Bei Statistik Stadt Zürich sieht man die Studie in einem zwiespältigen Licht: «Einerseits dürfte sie Wohnungssuchenden einen guten Überblick über die Mietpreise verschaffen. Diese orientieren sich oft an den Angeboten der Plattformen. Auch die Annahme, dass nicht mehr als ein Drittel des Einkommens für die Wohnungsmiete aufgewendet werden soll, halte ich generell für plausibel», erklärt die wissenschaftliche Mitarbeiterin Tina Schmid. «Weiter entspricht das errechnete erforderliche Monatseinkommen für eine Wohnung zumindest im Groben dem von uns ausgewiesenen mittleren Bruttolohn. Dieser bezieht sich auf Personen, die in der Stadt Zürich arbeiten – aber nicht zwingend hier wohnen müssen – und beträgt 7820 Franken.» Doch bereits hier gebe es zwischen Theorie und Realität eine Kluft. «Unser Bruttolohn ist auf ein 100-Prozent-Pensum umgerechnet. Viele Stadtzürcherinnen und -zürcher arbeiten jedoch Teilzeit oder sind gar nicht erwerbstätig. Das bedeutet, dass nur eine Minderheit im Monat 7820 Franken oder mehr verdient.» Dies gelte gerade für Familien, bei denen in der Regel nicht beide Elternteile zu jeweils 100 Prozent erwerbstätig seien.

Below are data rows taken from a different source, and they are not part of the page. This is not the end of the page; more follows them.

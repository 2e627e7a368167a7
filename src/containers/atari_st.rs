/*
    UFT - Universal Floppy Tool
    https://github.com/uft-project/uft

    Copyright 2025 UFT contributors

    Permission is hereby granted, free of charge, to any person obtaining a
    copy of this software and associated documentation files (the “Software”),
    to deal in the Software without restriction, including without limitation
    the rights to use, copy, modify, merge, publish, distribute, sublicense,
    and/or sell copies of the Software, and to permit persons to whom the
    Software is furnished to do so, subject to the following conditions:

    The above copyright notice and this permission notice shall be included in
    all copies or substantial portions of the Software.

    THE SOFTWARE IS PROVIDED “AS IS”, WITHOUT WARRANTY OF ANY KIND, EXPRESS OR
    IMPLIED, INCLUDING BUT NOT LIMITED TO THE WARRANTIES OF MERCHANTABILITY,
    FITNESS FOR A PARTICULAR PURPOSE AND NONINFRINGEMENT. IN NO EVENT SHALL THE
    AUTHORS OR COPYRIGHT HOLDERS BE LIABLE FOR ANY CLAIM, DAMAGES OR OTHER
    LIABILITY, WHETHER IN AN ACTION OF CONTRACT, TORT OR OTHERWISE, ARISING
    FROM, OUT OF OR IN CONNECTION WITH THE SOFTWARE OR THE USE OR OTHER
    DEALINGS IN THE SOFTWARE.

    --------------------------------------------------------------------------

    src/containers/atari_st.rs

    Atari ST raw sector images and the MSA per-track RLE container.
    Raw ST images are contiguous 512-byte sectors in CHS order; MSA wraps
    the same sectors in a 10-byte big-endian header and per-track RLE.
*/

use crate::chs::SectorSelector;
use crate::containers::{ContainerKind, DiskGeometry, DiskImage, SectorLayout};
use crate::util::read_be16;
use crate::{UftError, MFM_SECTOR_SIZE};

pub const MSA_MAGIC: u16 = 0x0E0F;
pub const MSA_HEADER_SIZE: usize = 10;
/// The MSA RLE escape byte.
pub const MSA_RLE_ESCAPE: u8 = 0xE5;

/// The four legal raw ST image sizes with their geometries.
const ST_GEOMETRIES: [(usize, u16, u8, u16); 4] = [
    (368_640, 80, 1, 9),    // 360 KB SS/SD
    (409_600, 80, 1, 10),   // 400 KB SS/DD
    (737_280, 80, 2, 9),    // 720 KB DS/DD
    (1_474_560, 80, 2, 18), // 1440 KB DS/HD
];

pub fn extensions() -> Vec<&'static str> {
    vec!["st", "msa"]
}

/// Geometry for a raw ST byte length, when legal.
pub fn geometry_from_size(size: usize) -> Option<DiskGeometry> {
    ST_GEOMETRIES
        .iter()
        .find(|&&(bytes, _, _, _)| bytes == size)
        .map(|&(_, tracks, heads, spt)| DiskGeometry {
            tracks,
            heads,
            layout: SectorLayout::Fixed(spt),
            sector_size: MFM_SECTOR_SIZE,
        })
}

/// Size-heuristic probe for raw ST images.
pub fn probe_st(bytes: &[u8]) -> u8 {
    if geometry_from_size(bytes.len()).is_some() {
        60
    }
    else {
        0
    }
}

/// Magic-word probe for MSA images.
pub fn probe_msa(bytes: &[u8]) -> u8 {
    if bytes.len() >= MSA_HEADER_SIZE && read_be16(bytes) == MSA_MAGIC {
        90
    }
    else {
        0
    }
}

/// Open a raw ST image.
pub fn open_st(bytes: &[u8]) -> Result<DiskImage, UftError> {
    let geometry = geometry_from_size(bytes.len())
        .ok_or_else(|| UftError::Malformed(format!("illegal ST image size {}", bytes.len())))?;
    Ok(DiskImage {
        kind: ContainerKind::AtariSt,
        geometry,
        data: bytes.to_vec(),
        error_table: None,
    })
}

/// The MSA header fields.
#[derive(Copy, Clone, Debug, PartialEq, Eq)]
pub struct MsaHeader {
    pub sectors_per_track: u16,
    pub sides: u16,
    pub start_track: u16,
    pub end_track: u16,
}

fn parse_msa_header(bytes: &[u8]) -> Result<MsaHeader, UftError> {
    if bytes.len() < MSA_HEADER_SIZE {
        return Err(UftError::Truncated);
    }
    if read_be16(bytes) != MSA_MAGIC {
        return Err(UftError::Malformed("missing MSA magic".to_string()));
    }
    let header = MsaHeader {
        sectors_per_track: read_be16(&bytes[2..]),
        sides: read_be16(&bytes[4..]),
        start_track: read_be16(&bytes[6..]),
        end_track: read_be16(&bytes[8..]),
    };
    if header.sectors_per_track == 0
        || header.sectors_per_track > 21
        || header.sides > 1
        || header.end_track < header.start_track
        || header.end_track > 84
    {
        return Err(UftError::Malformed("implausible MSA geometry".to_string()));
    }
    Ok(header)
}

/// Decompress an MSA image into raw ST sector order.
///
/// Per track: a 16-bit big-endian length, then that many bytes. A length of
/// `sectors_per_track * 512` means the track is stored uncompressed;
/// anything shorter is RLE, where 0xE5 introduces a `(fill, count)` run.
pub fn msa_decompress(bytes: &[u8]) -> Result<(MsaHeader, Vec<u8>), UftError> {
    let header = parse_msa_header(bytes)?;
    let track_size = header.sectors_per_track as usize * MFM_SECTOR_SIZE;
    let sides = header.sides as usize + 1;
    let track_count = (header.end_track - header.start_track + 1) as usize * sides;

    let mut out = Vec::with_capacity(track_count * track_size);
    let mut pos = MSA_HEADER_SIZE;

    for _ in 0..track_count {
        if bytes.len() - pos < 2 {
            return Err(UftError::Truncated);
        }
        let stored = read_be16(&bytes[pos..]) as usize;
        pos += 2;
        if bytes.len() - pos < stored {
            return Err(UftError::Truncated);
        }
        let track = &bytes[pos..pos + stored];
        pos += stored;

        if stored == track_size {
            out.extend_from_slice(track);
        }
        else {
            decompress_track(track, track_size, &mut out)?;
        }
    }

    Ok((header, out))
}

fn decompress_track(track: &[u8], track_size: usize, out: &mut Vec<u8>) -> Result<(), UftError> {
    let target = out.len() + track_size;
    let mut pos = 0usize;

    while pos < track.len() {
        let byte = track[pos];
        if byte == MSA_RLE_ESCAPE {
            if track.len() - pos < 4 {
                return Err(UftError::Malformed("truncated MSA RLE run".to_string()));
            }
            let fill = track[pos + 1];
            let count = read_be16(&track[pos + 2..]) as usize;
            pos += 4;
            let count = count.min(target - out.len());
            out.resize(out.len() + count, fill);
        }
        else {
            out.push(byte);
            pos += 1;
        }
        if out.len() > target {
            return Err(UftError::Malformed("MSA track overruns its size".to_string()));
        }
    }

    // Pad a short track; some writers truncate trailing zeros.
    out.resize(target, 0);
    Ok(())
}

/// Compress raw ST sector data into an MSA image.
///
/// Runs of four or more identical bytes are RLE-encoded; the escape byte is
/// always encoded as a run. A track that compresses no smaller than raw is
/// stored uncompressed, as real writers do.
pub fn msa_compress(raw: &[u8], header: MsaHeader) -> Result<Vec<u8>, UftError> {
    let track_size = header.sectors_per_track as usize * MFM_SECTOR_SIZE;
    let sides = header.sides as usize + 1;
    let track_count = (header.end_track - header.start_track + 1) as usize * sides;

    if raw.len() != track_count * track_size {
        return Err(UftError::ParameterError);
    }

    let mut out = Vec::with_capacity(raw.len() / 2 + MSA_HEADER_SIZE);
    out.extend_from_slice(&MSA_MAGIC.to_be_bytes());
    out.extend_from_slice(&header.sectors_per_track.to_be_bytes());
    out.extend_from_slice(&header.sides.to_be_bytes());
    out.extend_from_slice(&header.start_track.to_be_bytes());
    out.extend_from_slice(&header.end_track.to_be_bytes());

    for track in raw.chunks_exact(track_size) {
        let packed = compress_track(track);
        if packed.len() < track_size {
            out.extend_from_slice(&(packed.len() as u16).to_be_bytes());
            out.extend_from_slice(&packed);
        }
        else {
            out.extend_from_slice(&(track_size as u16).to_be_bytes());
            out.extend_from_slice(track);
        }
    }
    Ok(out)
}

fn compress_track(track: &[u8]) -> Vec<u8> {
    let mut out = Vec::with_capacity(track.len());
    let mut pos = 0usize;

    while pos < track.len() {
        let byte = track[pos];
        let mut run = 1usize;
        while pos + run < track.len() && track[pos + run] == byte && run < u16::MAX as usize {
            run += 1;
        }

        if run >= 4 || byte == MSA_RLE_ESCAPE {
            out.push(MSA_RLE_ESCAPE);
            out.push(byte);
            out.extend_from_slice(&(run as u16).to_be_bytes());
        }
        else {
            for _ in 0..run {
                out.push(byte);
            }
        }
        pos += run;
    }
    out
}

/// Open an MSA image, decompressing it to raw sector order.
pub fn open_msa(bytes: &[u8]) -> Result<DiskImage, UftError> {
    let (header, raw) = msa_decompress(bytes)?;
    Ok(DiskImage {
        kind: ContainerKind::Msa,
        geometry: DiskGeometry {
            tracks: header.end_track - header.start_track + 1,
            heads: header.sides as u8 + 1,
            layout: SectorLayout::Fixed(header.sectors_per_track),
            sector_size: MFM_SECTOR_SIZE,
        },
        data: raw,
        error_table: None,
    })
}

/// Serialize an opened MSA image back to container bytes.
pub(crate) fn to_msa_bytes(image: &DiskImage) -> Result<Vec<u8>, UftError> {
    let SectorLayout::Fixed(spt) = image.geometry.layout else {
        return Err(UftError::ParameterError);
    };
    msa_compress(
        &image.data,
        MsaHeader {
            sectors_per_track: spt,
            sides: image.geometry.heads as u16 - 1,
            start_track: 0,
            end_track: image.geometry.tracks - 1,
        },
    )
}

fn linear_offset(image: &DiskImage, selector: SectorSelector) -> Result<usize, UftError> {
    let SectorLayout::Fixed(spt) = image.geometry.layout else {
        return Err(UftError::ParameterError);
    };
    // ST sectors are 1-based on media.
    if selector.side >= image.geometry.heads
        || selector.track as u16 >= image.geometry.tracks
        || selector.sector == 0
        || selector.sector as u16 > spt
    {
        return Err(UftError::RangeError);
    }
    let index = (selector.track as usize * image.geometry.heads as usize + selector.side as usize)
        * spt as usize
        + (selector.sector as usize - 1);
    Ok(index * MFM_SECTOR_SIZE)
}

pub(crate) fn read_sector(image: &DiskImage, selector: SectorSelector) -> Result<Vec<u8>, UftError> {
    let start = linear_offset(image, selector)?;
    Ok(image.data[start..start + MFM_SECTOR_SIZE].to_vec())
}

pub(crate) fn write_sector(
    image: &mut DiskImage,
    selector: SectorSelector,
    payload: &[u8],
) -> Result<(), UftError> {
    if payload.len() != MFM_SECTOR_SIZE {
        return Err(UftError::ParameterError);
    }
    let start = linear_offset(image, selector)?;
    image.data[start..start + MFM_SECTOR_SIZE].copy_from_slice(payload);
    Ok(())
}

/// Protection markers worth flagging in an ST boot sector.
const BOOT_MARKERS: [&[u8]; 3] = [b"COPYLOCK", b"PROTECT", b"Rob Northen"];

/// Scan the boot sector for known protection-scheme marker strings.
pub fn scan_boot_protection(image: &DiskImage) -> Vec<String> {
    let boot = &image.data[..MFM_SECTOR_SIZE.min(image.data.len())];
    let mut found = Vec::new();
    for marker in BOOT_MARKERS {
        if boot.windows(marker.len()).any(|w| w == marker) {
            found.push(String::from_utf8_lossy(marker).to_string());
        }
    }
    found
}

#[cfg(test)]
mod tests {
    use super::*;

    fn checkerboard(len: usize) -> Vec<u8> {
        (0..len).map(|i| if (i / 7) % 2 == 0 { 0x00 } else { 0xE5 }).collect()
    }

    #[test]
    fn st_sizes_map_to_geometry() {
        assert_eq!(geometry_from_size(737_280).unwrap().heads, 2);
        assert_eq!(geometry_from_size(368_640).unwrap().heads, 1);
        assert!(geometry_from_size(737_281).is_none());
    }

    #[test]
    fn st_sector_addressing() {
        let mut image = open_st(&vec![0u8; 737_280]).unwrap();
        let payload = vec![0xA7u8; MFM_SECTOR_SIZE];
        // Track 1, side 1, sector 3.
        write_sector(&mut image, SectorSelector::new(1, 1, 3), &payload).unwrap();

        let index = (1 * 2 + 1) * 9 + 2;
        let start = index * MFM_SECTOR_SIZE;
        assert_eq!(&image.data[start..start + 8], &[0xA7; 8]);

        assert_eq!(read_sector(&image, SectorSelector::new(1, 1, 3)).unwrap(), payload);
        assert!(read_sector(&image, SectorSelector::new(0, 0, 0)).is_err());
    }

    #[test]
    fn msa_roundtrip_is_identity_on_raw() {
        let header = MsaHeader {
            sectors_per_track: 9,
            sides: 1,
            start_track: 0,
            end_track: 4,
        };
        let raw = checkerboard(5 * 2 * 9 * MFM_SECTOR_SIZE);

        let packed = msa_compress(&raw, header).unwrap();
        assert!(probe_msa(&packed) > 0);

        let (parsed, unpacked) = msa_decompress(&packed).unwrap();
        assert_eq!(parsed, header);
        assert_eq!(unpacked, raw);
    }

    #[test]
    fn msa_escape_byte_always_encoded_as_run() {
        // A lone 0xE5 in otherwise literal data must survive.
        let mut raw = vec![0x11u8; MFM_SECTOR_SIZE * 9];
        raw[100] = MSA_RLE_ESCAPE;
        let header = MsaHeader {
            sectors_per_track: 9,
            sides: 0,
            start_track: 0,
            end_track: 0,
        };
        let packed = msa_compress(&raw, header).unwrap();
        let (_, unpacked) = msa_decompress(&packed).unwrap();
        assert_eq!(unpacked, raw);
    }

    #[test]
    fn boot_scan_finds_marker() {
        let mut bytes = vec![0u8; 737_280];
        bytes[100..108].copy_from_slice(b"COPYLOCK");
        let image = open_st(&bytes).unwrap();
        assert_eq!(scan_boot_protection(&image), vec!["COPYLOCK".to_string()]);
    }
}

Ein weiteres Problem ortet Schmid bei den Quellen für die Mietpreise. «Bei den von Nestpick angegebenen mittleren Mietpreisen pro Quadratmeter handelt es sich um Angebotsmieten, das heisst um Mieten von Wohnungen, die auf Internetportalen ausgeschrieben werden.» Wohnungen, die langjährig vermietet sind, unter der Hand weitervermietet werden oder etwa nur auf der Website einer Genossenschaft ausgeschrieben sind, flössen nicht in die Berechnung ein. «In Zürich sind aber rund ein Viertel der Wohnungen gemeinnützig.»

«Expats zahlen zu viel»

Der Hauseigentümerverband setzt ebenfalls ein Fragezeichen hinter die Aussagekraft der Studie. «Es werden dafür auch ausgeschriebene Wohnungen berücksichtigt, die sich nicht zu dem Preis vermieten lassen. Die Nestpick-Angaben sind darum mit Vorsicht zu geniessen», sagt Albert Leiser, Direktor HEV Zürich. Walter Angst, Leiter Kommunikation beim Mieterverband Zürich, geht sogar noch weiter und findet, die Nestpick-Statistik führe in eine falsche Richtung: «Wer sich bei der Wohnungssuche auf Angebotsstatistiken und auf Medienberichte über solche Statistiken abstützt, zahlt zu viel Miete. Dies trifft vorab auf Expats zu, die den hiesigen Wohnungsmarkt nicht kennen und darum bedeutend mehr als die tragbaren 30 Prozent des Einkommens aufwenden. Was wiederum zu einem unerwünschten Druck auf die Mietpreise führt.» Sowohl Angst wie Statistikerin Schmid stört zudem, dass die Studie bezüglich vieler Quellen und Parameter nicht transparent sei.

Das «Tagblatt» hat mehrfach versucht, Nestpick direkt zu dessen Daten zu befragen. Die Mails blieben bis Redaktionsschluss dieser Ausgabe jedoch unbeantwortet.